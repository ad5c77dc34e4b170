//! [`InteropSession`]: shared texture ownership, cross-API bindings and frame
//! copies on top of an [`InteropBackend`].

use std::collections::HashMap;

use tracing::{debug, error};

use crate::backend::InteropBackend;
use crate::error::InteropError;
use crate::format::{ApiKind, InteropPolicy, PixelFormat};
use crate::frame::{FrameBuffer, FrameBufferMut};
use crate::texture::{LocalTexture, RawTexture, ShareDescriptor, TextureDesc};

/// A shared texture that has been allocated but not yet made current.
///
/// Hand it to [`InteropSession::commit_shared`] or
/// [`InteropSession::discard_shared`]; dropping it leaks the driver texture
/// until the backend itself is dropped.
#[must_use]
#[derive(Debug)]
pub struct PendingShared {
    texture: LocalTexture,
    share: ShareDescriptor,
}

impl PendingShared {
    pub fn share(&self) -> ShareDescriptor {
        self.share
    }

    pub fn desc(&self) -> TextureDesc {
        self.texture.desc()
    }
}

/// Exclusive local-API access to a texture, released on drop.
pub struct AccessGuard<'a> {
    backend: &'a mut dyn InteropBackend,
    texture: RawTexture,
}

impl AccessGuard<'_> {
    pub fn texture(&self) -> &RawTexture {
        &self.texture
    }
}

impl Drop for AccessGuard<'_> {
    fn drop(&mut self) {
        self.backend.unlock(&self.texture);
    }
}

/// Owns one backend device, at most one shared texture, and at most one
/// binding per `(share descriptor, consumer API)` pair.
///
/// The shared texture is never resized in place: a new geometry means a new
/// texture, and the old [`LocalTexture`] becomes stale.
pub struct InteropSession {
    backend: Box<dyn InteropBackend>,
    policy: InteropPolicy,
    shared: Option<(LocalTexture, ShareDescriptor)>,
    bindings: HashMap<(ShareDescriptor, ApiKind), LocalTexture>,
}

impl InteropSession {
    pub fn new(backend: Box<dyn InteropBackend>, policy: InteropPolicy) -> Self {
        Self {
            backend,
            policy,
            shared: None,
            bindings: HashMap::new(),
        }
    }

    /// Session with the default allow-list.
    pub fn with_backend(backend: impl InteropBackend + 'static) -> Self {
        Self::new(Box::new(backend), InteropPolicy::default())
    }

    pub fn api_kind(&self) -> ApiKind {
        self.backend.api_kind()
    }

    pub fn policy(&self) -> &InteropPolicy {
        &self.policy
    }

    pub fn backend(&self) -> &dyn InteropBackend {
        self.backend.as_ref()
    }

    pub fn backend_mut(&mut self) -> &mut dyn InteropBackend {
        self.backend.as_mut()
    }

    /// The current shared texture, if any.
    pub fn shared_texture(&self) -> Option<&LocalTexture> {
        self.shared.as_ref().map(|(texture, _)| texture)
    }

    pub fn share_descriptor(&self) -> Option<ShareDescriptor> {
        self.shared.as_ref().map(|(_, share)| *share)
    }

    /// Number of cached cross-API bindings.
    pub fn binding_count(&self) -> usize {
        self.bindings.len()
    }

    /// Allocate the session's shared texture.
    ///
    /// Fails with [`InteropError::AlreadyShared`] if one exists; replacing it
    /// goes through [`prepare_shared`](Self::prepare_shared).
    pub fn create_shared(
        &mut self,
        width: u32,
        height: u32,
        format: PixelFormat,
    ) -> Result<(LocalTexture, ShareDescriptor), InteropError> {
        if self.shared.is_some() {
            return Err(InteropError::AlreadyShared);
        }
        let pending = self.prepare_shared(TextureDesc::new(width, height, format))?;
        Ok(self.commit_shared(pending))
    }

    /// Allocate a replacement shared texture while the current one stays
    /// valid.
    pub fn prepare_shared(&mut self, desc: TextureDesc) -> Result<PendingShared, InteropError> {
        if desc.width == 0 || desc.height == 0 {
            return Err(InteropError::InvalidFrame(format!(
                "cannot share a {}x{} texture",
                desc.width, desc.height
            )));
        }
        let api = self.backend.api_kind();
        if !self.policy.allows(desc.format, api) {
            return Err(InteropError::FormatIncompatible {
                format: desc.format,
                api,
            });
        }

        let (raw, handle) = match self.backend.create_shared(&desc) {
            Ok(created) => created,
            Err(e) => return Err(self.fail(e)),
        };
        Ok(PendingShared {
            texture: LocalTexture::new(desc, api, raw),
            share: ShareDescriptor { api, handle },
        })
    }

    /// Make `pending` the shared texture, tearing down the previous one and
    /// every binding to it.
    pub fn commit_shared(&mut self, pending: PendingShared) -> (LocalTexture, ShareDescriptor) {
        if let Some((old, share)) = self.shared.take() {
            self.release_bindings_for(share);
            self.backend.release(old.raw().clone());
        }
        debug!(
            "shared texture {}x{} {} committed (handle {:#x})",
            pending.texture.desc().width,
            pending.texture.desc().height,
            pending.texture.desc().format,
            pending.share.handle
        );
        self.shared = Some((pending.texture.clone(), pending.share));
        (pending.texture, pending.share)
    }

    /// Free a texture from [`prepare_shared`](Self::prepare_shared) without
    /// touching the current one.
    pub fn discard_shared(&mut self, pending: PendingShared) {
        self.backend.release(pending.texture.raw().clone());
    }

    /// Open `share` as a texture usable by `api`.
    ///
    /// Rejected pairs fail before any driver call. Bindings are cached per
    /// `(share, api)` until [`close`](Self::close).
    pub fn open_shared(
        &mut self,
        share: ShareDescriptor,
        width: u32,
        height: u32,
        format: PixelFormat,
        api: ApiKind,
    ) -> Result<LocalTexture, InteropError> {
        if !self.policy.allows(format, api) {
            return Err(InteropError::FormatIncompatible { format, api });
        }
        if !self.backend.supports(api) {
            return Err(InteropError::UnsupportedApi {
                backend: self.backend.api_kind(),
                api,
            });
        }
        let desc = TextureDesc::new(width, height, format);

        if let Some((texture, own)) = &self.shared {
            if *own == share && api == texture.api() && texture.desc() == desc {
                return Ok(texture.clone());
            }
        }

        if let Some(cached) = self.bindings.get(&(share, api)) {
            if cached.desc() == desc {
                return Ok(cached.clone());
            }
            // The handle was reused for a different texture.
            if let Some(stale) = self.bindings.remove(&(share, api)) {
                self.backend.release(stale.raw().clone());
            }
        }

        let raw = match self.backend.open_shared(share.api, share.handle, &desc, api) {
            Ok(raw) => raw,
            Err(e) => return Err(self.fail(e)),
        };
        let texture = LocalTexture::new(desc, api, raw);
        debug!(
            "bound {} handle {:#x} for {api} ({}x{} {format})",
            share.api, share.handle, width, height
        );
        self.bindings.insert((share, api), texture.clone());
        Ok(texture)
    }

    /// Copy a frame into `texture`, which must be this session's current
    /// shared texture or one of its bindings.
    pub fn copy_in(
        &mut self,
        texture: &LocalTexture,
        frame: &FrameBuffer<'_>,
    ) -> Result<(), InteropError> {
        self.ensure_current(texture)?;
        frame.validate()?;
        ensure_same_geometry(&texture.desc(), &frame.desc)?;
        let desc = texture.desc();
        self.backend
            .copy_in(texture.raw(), &desc, frame)
            .map_err(|e| self.fail(e))
    }

    /// Copy `texture` out into a frame.
    pub fn copy_out(
        &mut self,
        texture: &LocalTexture,
        frame: &mut FrameBufferMut<'_>,
    ) -> Result<(), InteropError> {
        self.ensure_current(texture)?;
        frame.validate()?;
        ensure_same_geometry(&texture.desc(), &frame.desc)?;
        let desc = texture.desc();
        self.backend
            .copy_out(texture.raw(), &desc, frame)
            .map_err(|e| self.fail(e))
    }

    /// Lock `texture` for direct use through the local API.
    pub fn access(&mut self, texture: &LocalTexture) -> Result<AccessGuard<'_>, InteropError> {
        self.ensure_current(texture)?;
        if let Err(e) = self.backend.lock(texture.raw()) {
            return Err(self.fail(e));
        }
        Ok(AccessGuard {
            backend: self.backend.as_mut(),
            texture: texture.raw().clone(),
        })
    }

    /// Whether `texture` is the current shared texture or a live binding.
    pub fn is_current(&self, texture: &LocalTexture) -> bool {
        let id = texture.id();
        self.shared.as_ref().is_some_and(|(t, _)| t.id() == id)
            || self.bindings.values().any(|t| t.id() == id)
    }

    /// Release every binding and the shared texture. The session stays usable.
    pub fn close(&mut self) {
        let bindings: Vec<_> = self.bindings.drain().map(|(_, t)| t).collect();
        for texture in bindings {
            self.backend.release(texture.raw().clone());
        }
        if let Some((texture, share)) = self.shared.take() {
            debug!("shared texture handle {:#x} closed", share.handle);
            self.backend.release(texture.raw().clone());
        }
    }

    fn ensure_current(&self, texture: &LocalTexture) -> Result<(), InteropError> {
        if self.is_current(texture) {
            Ok(())
        } else {
            Err(InteropError::StaleTexture(format!(
                "{}x{} texture is no longer held by this session",
                texture.desc().width,
                texture.desc().height
            )))
        }
    }

    fn release_bindings_for(&mut self, share: ShareDescriptor) {
        let keys: Vec<_> = self
            .bindings
            .keys()
            .filter(|(s, _)| *s == share)
            .copied()
            .collect();
        for key in keys {
            if let Some(texture) = self.bindings.remove(&key) {
                self.backend.release(texture.raw().clone());
            }
        }
    }

    fn fail(&mut self, e: anyhow::Error) -> InteropError {
        error!("{} interop failure: {e:#}", self.backend.api_kind());
        self.close();
        InteropError::Failure(e)
    }
}

impl Drop for InteropSession {
    fn drop(&mut self) {
        self.close();
    }
}

fn ensure_same_geometry(texture: &TextureDesc, frame: &TextureDesc) -> Result<(), InteropError> {
    if (texture.width, texture.height) != (frame.width, frame.height) {
        return Err(InteropError::StaleTexture(format!(
            "frame is {}x{} but the texture is {}x{}",
            frame.width, frame.height, texture.width, texture.height
        )));
    }
    if texture.format != frame.format {
        return Err(InteropError::InvalidFrame(format!(
            "frame format {} does not match texture format {}",
            frame.format, texture.format
        )));
    }
    Ok(())
}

- WHAT THE TASK ASKS:
Search the data for "cached". Copy every matching line.

- ANSWER FOR THE TASK:
    /// Number of cached cross-API bindings.
    /// Rejected pairs fail before any driver call. Bindings are cached per
        if let Some(cached) = self.bindings.get(&(share, api)) {
            if cached.desc() == desc {
                return Ok(cached.clone());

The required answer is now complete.